(Data for this exercise begins)

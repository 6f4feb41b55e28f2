use colored::Colorize;

use crate::capability::Version;
use crate::planner::{Diagnostic, PlannedChange, ResourcePlan};

/// Print a success message.
pub fn print_success(msg: &str) {
    println!("{} {}", "✓".green().bold(), msg.green());
}

/// Print rejected changes in a Terraform-like diagnostic format.
pub fn print_diagnostics(diagnostics: &[Diagnostic]) {
    for (i, diag) in diagnostics.iter().enumerate() {
        if i > 0 {
            eprintln!();
        }
        eprintln!(
            "{} {}",
            "Error:".red().bold(),
            format!("invalid {}", diag.kind).bold()
        );
        eprintln!();
        eprintln!("  {} {}", "with".dimmed(), diag.address.yellow());
        eprintln!();
        for line in diag.message.lines() {
            eprintln!("  {}", line);
        }
    }
    if !diagnostics.is_empty() {
        eprintln!();
        eprintln!(
            "{} Configuration contains {} error(s). Fix the errors above to continue.",
            "Error:".red().bold(),
            diagnostics.len().to_string().red().bold()
        );
    }
}

/// Print the planned changes for a resource.
pub fn print_resource_plan(plan: &ResourcePlan) {
    println!();

    if !plan.has_changes() {
        println!(
            "{} {}",
            plan.address.bold(),
            "is up-to-date.".green()
        );
        return;
    }

    println!(
        "  {} {} {}",
        "#".dimmed(),
        plan.address.bold(),
        "will be updated in-place".dimmed()
    );

    for change in &plan.changes {
        print_change(change);
    }
}

fn print_change(change: &PlannedChange) {
    match change {
        PlannedChange::UpgradeVersion {
            from,
            to,
            skip_backup,
        } => {
            let line = format!("  ~ version = \"{}\" -> \"{}\"", from, to);
            println!("{}", line.yellow());
            if *skip_backup {
                println!("    {}", "(backup will be skipped)".dimmed());
            }
        }
        PlannedChange::ScaleGroup {
            group_id,
            scaling,
            changes,
        } => {
            println!("{}", format!("  ~ group \"{}\" {{", group_id).yellow());
            for c in changes {
                let line = format!("      ~ {} = {} -> {}", c.kind, c.from, c.to);
                println!("{}", line.yellow());
            }
            if let Some(flavor) = &scaling.host_flavor {
                println!("{}", format!("      ~ host_flavor = \"{}\"", flavor).yellow());
            }
            println!("{}", "    }".yellow());
        }
        PlannedChange::SetAutoScaling { group_id, autoscaling } => {
            println!("{}", format!("  ~ auto_scaling \"{}\" {{", group_id).yellow());
            for (name, rule) in [
                ("disk", &autoscaling.disk),
                ("memory", &autoscaling.memory),
                ("cpu", &autoscaling.cpu),
            ] {
                if rule.is_some() {
                    println!("{}", format!("      ~ {}", name).yellow());
                }
            }
            println!("{}", "    }".yellow());
        }
        PlannedChange::UpdateAdminPassword { username, .. } => {
            let line = format!("  ~ adminpassword ({}) = (sensitive value)", username);
            println!("{}", line.yellow());
        }
        PlannedChange::UpsertUser(user) => {
            let line = format!(
                "  ~ users \"{}\" ({}) password = (sensitive value)",
                user.username, user.user_type
            );
            println!("{}", line.yellow());
        }
        PlannedChange::DeleteUser { user_type, username } => {
            let line = format!("  - users \"{}\" ({})", username, user_type);
            println!("{}", line.red());
        }
        PlannedChange::RemoveAllowlistEntry(entry) => {
            println!("{}", format!("  - allowlist {}", entry).red());
        }
        PlannedChange::AddAllowlistEntry(entry) => {
            println!("{}", format!("  + allowlist {}", entry).green());
        }
        PlannedChange::AttachTags(tags) => {
            for tag in tags {
                println!("{}", format!("  + tag \"{}\"", tag).green());
            }
        }
        PlannedChange::DetachTags(tags) => {
            for tag in tags {
                println!("{}", format!("  - tag \"{}\"", tag).red());
            }
        }
    }
}

/// Print the in-place upgrade targets of a version.
pub fn print_versions(version: Option<&Version>) {
    let Some(version) = version else {
        println!("{}", "The backend reported no version information.".yellow());
        return;
    };

    println!("Current version: {}", version.version.bold());
    let upgrades = version.allowed_upgrades();
    if upgrades.is_empty() {
        println!("{}", "No in-place upgrades available.".yellow());
        return;
    }

    println!("In-place upgrades:");
    for upgrade in upgrades {
        let skip = if upgrade.skip_backup.is_supported() {
            "skip-backup supported".green()
        } else {
            "backup required".dimmed()
        };
        println!("  {} {} ({})", "→".cyan(), upgrade.to_version.bold(), skip);
    }
}

pub fn print_tags(resource_id: &str, tags: &[String]) {
    if tags.is_empty() {
        println!("No tags attached to {}", resource_id.bold());
        return;
    }
    for tag in tags {
        println!("{}", tag);
    }
}
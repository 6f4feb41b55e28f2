use std::collections::HashMap;

use icd_provider::client::Credentials;
use icd_provider::config::loader::{apply_env_overrides, load_settings, parse_settings, resolve_credentials};
use tempfile::TempDir;

fn env(vars: &[(&str, &str)]) -> impl Fn(&str) -> Option<String> {
    let map: HashMap<String, String> = vars
        .iter()
        .map(|(k, v)| (k.to_string(), v.to_string()))
        .collect();
    move |key| map.get(key).cloned()
}

#[test]
fn test_empty_settings_use_defaults() {
    let settings = parse_settings("").unwrap();
    assert_eq!(settings.region, "us-south");
    assert_eq!(settings.api_key_env, "IC_API_KEY");
    assert_eq!(settings.retry.max_retries, 3);
    assert_eq!(settings.timeouts.task_poll_interval_secs, 10);
    assert_eq!(
        settings.databases_endpoint(),
        "https://api.us-south.databases.cloud.ibm.com"
    );
    assert_eq!(settings.endpoints.iam, "https://iam.cloud.ibm.com");
    assert!(settings.instances.is_empty());
    assert_eq!(settings.state_file, "icd-state.json");
}

#[test]
fn test_parse_settings_file() {
    let yaml = r#"
region: eu-de
endpoints:
  databases: https://api.private.eu-de.databases.cloud.ibm.com/
retry:
  max_retries: 5
timeouts:
  update_timeout_secs: 60
instances:
  ibm_database.redis: "crn:v1:bluemix:public:databases-for-redis:eu-de:a/abc:123::"
"#;
    let settings = parse_settings(yaml).unwrap();
    assert_eq!(settings.region, "eu-de");
    assert_eq!(
        settings.databases_endpoint(),
        "https://api.private.eu-de.databases.cloud.ibm.com"
    );
    assert_eq!(settings.retry.max_retries, 5);
    assert_eq!(settings.retry.base_delay_ms, 500);
    assert_eq!(settings.timeouts.update_timeout().as_secs(), 60);
    assert_eq!(
        settings.instance_id("ibm_database.redis"),
        Some("crn:v1:bluemix:public:databases-for-redis:eu-de:a/abc:123::")
    );
    assert_eq!(settings.instance_id("ibm_database.pg"), None);
}

#[test]
fn test_invalid_settings_are_rejected() {
    assert!(parse_settings("retry: [1, 2").is_err());
}

#[test]
fn test_env_overrides_take_precedence() {
    let mut settings = parse_settings("region: eu-de").unwrap();
    apply_env_overrides(
        &mut settings,
        env(&[
            ("IBMCLOUD_REGION", "jp-tok"),
            ("IBMCLOUD_GT_API_ENDPOINT", "https://tags.test"),
            ("IBMCLOUD_IAM_API_ENDPOINT", ""),
        ]),
    );
    assert_eq!(settings.region, "jp-tok");
    assert_eq!(settings.endpoints.tagging, "https://tags.test");
    assert_eq!(settings.endpoints.iam, "https://iam.cloud.ibm.com");
    assert_eq!(
        settings.databases_endpoint(),
        "https://api.jp-tok.databases.cloud.ibm.com"
    );
}

#[test]
fn test_ic_region_wins_over_ibmcloud_region() {
    let mut settings = parse_settings("").unwrap();
    apply_env_overrides(
        &mut settings,
        env(&[("IC_REGION", "us-east"), ("IBMCLOUD_REGION", "jp-tok")]),
    );
    assert_eq!(settings.region, "us-east");
}

#[test]
fn test_state_file_from_settings_and_env() {
    let mut settings = parse_settings("state_file: state/prod.json").unwrap();
    assert_eq!(settings.state_file, "state/prod.json");

    apply_env_overrides(&mut settings, env(&[("ICD_STATE_FILE", "/tmp/icd.json")]));
    assert_eq!(settings.state_file, "/tmp/icd.json");
}

#[test]
fn test_load_settings_missing_explicit_file() {
    let dir = TempDir::new().unwrap();
    let err = load_settings(Some(&dir.path().join("missing.yaml"))).unwrap_err();
    assert!(err.to_string().contains("Settings file not found"));
}

#[test]
fn test_load_settings_from_file() {
    let dir = TempDir::new().unwrap();
    let path = dir.path().join("icd.yaml");
    std::fs::write(&path, "api_key_env: MY_KEY\n").unwrap();

    let settings = load_settings(Some(&path)).unwrap();
    assert_eq!(settings.api_key_env, "MY_KEY");
}

#[test]
fn test_bearer_token_wins_over_api_key() {
    let settings = parse_settings("").unwrap();
    let creds = resolve_credentials(
        &settings,
        env(&[("IC_IAM_TOKEN", "token"), ("IC_API_KEY", "key")]),
    )
    .unwrap();
    assert!(matches!(creds, Credentials::BearerToken(t) if t == "token"));
}

#[test]
fn test_api_key_from_configured_variable() {
    let settings = parse_settings("api_key_env: MY_KEY").unwrap();
    let creds = resolve_credentials(&settings, env(&[("MY_KEY", "secret")])).unwrap();
    assert!(matches!(creds, Credentials::ApiKey(k) if k == "secret"));

    let creds = resolve_credentials(&settings, env(&[("IBMCLOUD_API_KEY", "fallback")])).unwrap();
    assert!(matches!(creds, Credentials::ApiKey(k) if k == "fallback"));
}

#[test]
fn test_missing_credentials() {
    let settings = parse_settings("").unwrap();
    let err = resolve_credentials(&settings, env(&[])).unwrap_err();
    assert!(err.to_string().contains("No IBM Cloud credentials found"));
}

#[test]
fn test_credentials_debug_is_redacted() {
    let creds = Credentials::ApiKey("super-secret".to_string());
    assert!(!format!("{:?}", creds).contains("super-secret"));
}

(Data for this exercise ends)

#### Task brief:
Every line above that contains "timeouts" counts once. Give the number of those lines and nothing more.

#### Task solution:
3